Decisione a maggioranza, con opinione dissenziente di Kagan cui si è unito Roberts. Dissenso assai articolato, basato soprattutto sul ravvisare uso tranformative e sul ridurre l’importanza dello sfruttamento economico da parte di Wharol. Riporto solo questo :

<<Now recall all the ways Warhol, in making a Prince portrait from the Goldsmith photo, “add[ed] something new, with a further purpose or different character”—all the wayshe “alter[ed] the [original work’s] expression, meaning, [and] message.” Ibid. The differences in form and appearance, relating to “composition, presentation, color palette, and media.” 1 App. 227; see supra, at 7–10. The differences in meaning that arose from replacing a realistic—and indeed humanistic—depiction of the performer with an unnatural, disembodied, masklike one. See ibid. The conveyance of new messages about celebrity culture and itspersonal and societal impacts. See ibid.

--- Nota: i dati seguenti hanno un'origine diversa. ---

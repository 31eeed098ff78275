// Remote conversion through the Workers AI "to markdown" REST API

use super::{ConversionBatch, ConversionRequest, ConversionResult, MarkdownConverter};
use crate::error::{FetchError, Result};
use reqwest::multipart::{Form, Part};
use serde::de::DeserializeOwned;
use serde::Deserialize;

pub const DEFAULT_BASE_URL: &str = "https://api.cloudflare.com/client/v4";

/// Batched converter backed by Cloudflare's `ai/tomarkdown` endpoint
#[derive(Debug, Clone)]
pub struct CloudflareConverter {
    client: reqwest::Client,
    base_url: String,
    account_id: String,
    api_token: String,
}

#[derive(Debug, Deserialize)]
struct Envelope<T> {
    #[serde(default)]
    success: bool,
    #[serde(default)]
    errors: Vec<ApiMessage>,
    result: Option<T>,
}

#[derive(Debug, Deserialize)]
struct ApiMessage {
    #[serde(default)]
    code: Option<i64>,
    message: String,
}

#[derive(Debug, Deserialize)]
struct SupportedType {
    #[serde(rename = "mimeType")]
    mime_type: String,
}

#[derive(Debug, Deserialize)]
struct RemoteResult {
    name: String,
    format: String,
    #[serde(default)]
    data: Option<String>,
    #[serde(default)]
    error: Option<String>,
}

impl RemoteResult {
    fn into_entry(self) -> (String, ConversionResult) {
        let result = if self.format == "error" {
            ConversionResult::Error {
                message: self.error.unwrap_or_else(|| "unknown error".to_string()),
            }
        } else {
            ConversionResult::Success {
                data: self.data.unwrap_or_default(),
            }
        };
        (self.name, result)
    }
}

impl CloudflareConverter {
    pub fn new(
        client: reqwest::Client,
        account_id: impl Into<String>,
        api_token: impl Into<String>,
    ) -> Self {
        Self {
            client,
            base_url: DEFAULT_BASE_URL.to_string(),
            account_id: account_id.into(),
            api_token: api_token.into(),
        }
    }

    pub fn with_base_url(mut self, base_url: impl Into<String>) -> Self {
        self.base_url = base_url.into().trim_end_matches('/').to_string();
        self
    }

    fn endpoint(&self, suffix: &str) -> String {
        format!(
            "{}/accounts/{}/ai/tomarkdown{}",
            self.base_url, self.account_id, suffix
        )
    }

    async fn read_envelope<T: DeserializeOwned>(response: reqwest::Response) -> Result<T> {
        let status = response.status();
        // A backend status is a conversion failure, not a status of the fetched resource
        if !status.is_success() {
            return Err(FetchError::Conversion(format!(
                "conversion backend returned {}",
                status.as_u16()
            )));
        }

        let body = response.text().await?;
        let envelope: Envelope<T> = serde_json::from_str(&body)?;

        match envelope.result {
            Some(result) if envelope.success => Ok(result),
            _ => {
                let detail = envelope
                    .errors
                    .iter()
                    .map(|e| match e.code {
                        Some(code) => format!("{} ({})", e.message, code),
                        None => e.message.clone(),
                    })
                    .collect::<Vec<_>>()
                    .join("; ");
                Err(FetchError::Conversion(if detail.is_empty() {
                    "backend reported failure".to_string()
                } else {
                    detail
                }))
            }
        }
    }
}

#[async_trait::async_trait]
impl MarkdownConverter for CloudflareConverter {
    fn name(&self) -> &'static str {
        "cloudflare"
    }

    async fn supported(&self) -> Result<Vec<String>> {
        let response = self
            .client
            .get(self.endpoint("/supported"))
            .bearer_auth(&self.api_token)
            .send()
            .await?;

        let types: Vec<SupportedType> = Self::read_envelope(response).await?;
        Ok(types.into_iter().map(|t| t.mime_type).collect())
    }

    async fn convert(&self, requests: Vec<ConversionRequest>) -> Result<ConversionBatch> {
        if requests.is_empty() {
            return Ok(ConversionBatch::default());
        }

        let count = requests.len();
        let mut form = Form::new();
        for request in requests {
            let part = Part::text(request.contents)
                .file_name(request.key)
                .mime_str(&request.mime)
                .map_err(|e| {
                    FetchError::Conversion(format!("invalid mime type {}: {}", request.mime, e))
                })?;
            form = form.part("files", part);
        }

        tracing::debug!(count, "submitting conversion batch");

        let response = self
            .client
            .post(self.endpoint(""))
            .bearer_auth(&self.api_token)
            .multipart(form)
            .send()
            .await?;

        let results: Vec<RemoteResult> = Self::read_envelope(response).await?;
        Ok(ConversionBatch::from_results(
            results.into_iter().map(RemoteResult::into_entry),
        ))
    }
}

The presence of, in a word, “transformation”—the kind of creative building that copyright exists to encourage. Warhol’s use, to be sure, had a commercial aspect. Like most artists, Warhol did not want to hide his works in a garret; he wanted to sell them.But as Campbell and Google both demonstrate (and as further discussed below), that fact is nothing near the showstopper the majority claims. Remember, the more trans-formative the work, the less commercialism matters. See Campbell, 510 U. S., at 579; supra, at 14; ante, at 18 (acknowledging the point, even while refusing to give it any meaning). The dazzling creativity evident in the Prince portrait might not get Warhol all the way home in the fair-use inquiry; there remain other factors to be considered and possibly weighed against the first one. See supra, at 2, 10,
14. But the “purpose and character of [Warhol’s] use” of the copyrighted work—what he did to the Goldsmith photo, in service of what objects—counts powerfully in his favor. He started with an old photo, but he created a new new thing>>.